Scopi e attività della biblioteca

L'ambito disciplinare principale è il 796.5 della Classificazione Decimale Dewey, ossia documenti inerenti: alpinismo, escursionismo, sci, speleologia, vita all'aria aperta e montagna. Scopo della biblioteca è far conoscere il patrimonio di oltre 52mila volumi e altre decine di migliaia di documenti d’archivio, anche attraverso mostre e pubblicazioni.
Per quanto riguarda le collezioni di opere rare e di pregio sul tema, guide, manuali, storia dell’alpinismo, rifugi alpini, gestione e manutenzione rete sentieristica, studi carsici e speleologia del Trentino-Alto Adige, filmografia alpina, soccorso alpino, legislazione inerente le attività in montagna, coralità alpina e narrativa il livello raggiunto del metodo Conspectus è il 4/5, con l’obiettivo di raggiungere il livello 5 anche tramite acquisizioni sul mercato antiquario.
Le finalità della biblioteca emergono dal suo stesso nome: conservare e mettere a disposizione monografie, periodici e documenti inerenti la montagna; dunque non esclusivamente l’alpinismo e le attività sportive all’aria aperta (sci, sci di fondo, scialpinismo, snowboard, trekking con racchette da neve, ciclismo, mountain-bike, speleologia, torrentismo, volo a vela ecc.), ma fungere anche da riferimento di base per alcune delle discipline che si occupano di ricerca in alta quota o trattano la montagna, come ad esempio: studi naturalistici, etnografici e antropologici, geografici, la legislazione delle discipline sportive, storia della Guerra bianca e di valli alpine, coralità alpina, storia e metodologia del soccorso in montagna, rappresentazione iconografica della montagna, ecologia e ambiente ecc.
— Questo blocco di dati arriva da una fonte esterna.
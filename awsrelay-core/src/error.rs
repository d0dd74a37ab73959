//! Relay error types

use thiserror::Error;

/// Errors raised outside the observation path.
///
/// Codec and store problems never surface here: they are contained where they
/// happen. This type covers startup failures and upstream transport failures.
#[derive(Debug, Error)]
pub enum RelayError {
    #[error("Invalid upstream URL {url}: {reason}")]
    InvalidUpstream { url: String, reason: String },

    #[error("Invalid listen address {addr}: {reason}")]
    InvalidListenAddr { addr: String, reason: String },

    #[error("Failed to bind {addr}: {source}")]
    Bind {
        addr: String,
        #[source]
        source: std::io::Error,
    },

    #[error("Upstream request failed: {0}")]
    Upstream(String),

    #[error("Configuration error: {0}")]
    Config(String),
}

impl RelayError {
    pub fn invalid_upstream(url: impl Into<String>, reason: impl ToString) -> Self {
        Self::InvalidUpstream {
            url: url.into(),
            reason: reason.to_string(),
        }
    }

    pub fn invalid_listen_addr(addr: impl Into<String>, reason: impl ToString) -> Self {
        Self::InvalidListenAddr {
            addr: addr.into(),
            reason: reason.to_string(),
        }
    }

    /// Whether the error happened while talking to the upstream endpoint
    pub fn is_upstream(&self) -> bool {
        matches!(self, Self::Upstream(_))
    }
}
Per questi ambiti si intende raggiungere un livello base (codice 2b/3 del metodo Conspectus), che si ritiene sufficiente a soddisfare i bisogni di documentazione interna delle varie Commissioni operanti all’interno della Società degli Alpinisti Tridentini e a soddisfare il livello di richiesta di gran parte degli utenti (appassionati o specialisti) che, per ulteriori approfondimenti, vengono indirizzati alle biblioteche specialistiche di riferimento, quali la Biblioteca del MUSE, del Museo degli Usi e Costumi della Gente Trentina ecc.
Come detto tra gli scopi della biblioteca c’è la promozione della lettura e della conoscenza della cultura montana e alpinistica, tale finalità viene sviluppata con l’organizzazione di mostre temporanee (circa 60 dal 1991 ad oggi); la realizzazione di piccole biblioteche presso i 34 rifugi alpini di proprietà della SAT; la pubblicazione di articoli e monografie inerenti il libro di montagna (cataloghi, indici generali di periodici ecc.) e l’alpinismo, soprattutto con la collana Quaderni della Biblioteca della Montagna (11 volumi sino ad ora editi). In collaborazione con la Biblioteca nazionale del Club Alpino Italiano (CAI) in Torino, la biblioteca a partire dal 1997 organizza convegni e seminari - BiblioCAI - destinati ai curatori (quasi tutti volontari) delle biblioteche di Sezioni CAI, si tratta di decine di piccole e medie biblioteche sparse in tutta Italia, che grazie alla rete BiblioCAI, costituiscono una rete che ha già dato origine ad un catalogo comune per l’interrogazione dei vari cataloghi, sebbene ciascuno mantenga le proprie specificità. Oltre a questa rete nazionale la biblioteca è in contatto e collabora con le altre quattro grandi biblioteche europee che hanno la medesima specializzazione: Biblioteca nazionale del CAI di Torino, Alpine Club Library di Londra, Bibliothek des Deutschen Alpenvereins di München e Biblioteca del Club Alpino Svizzero (quest’ultima depositata presso la Zentralbibliothek di Zürich).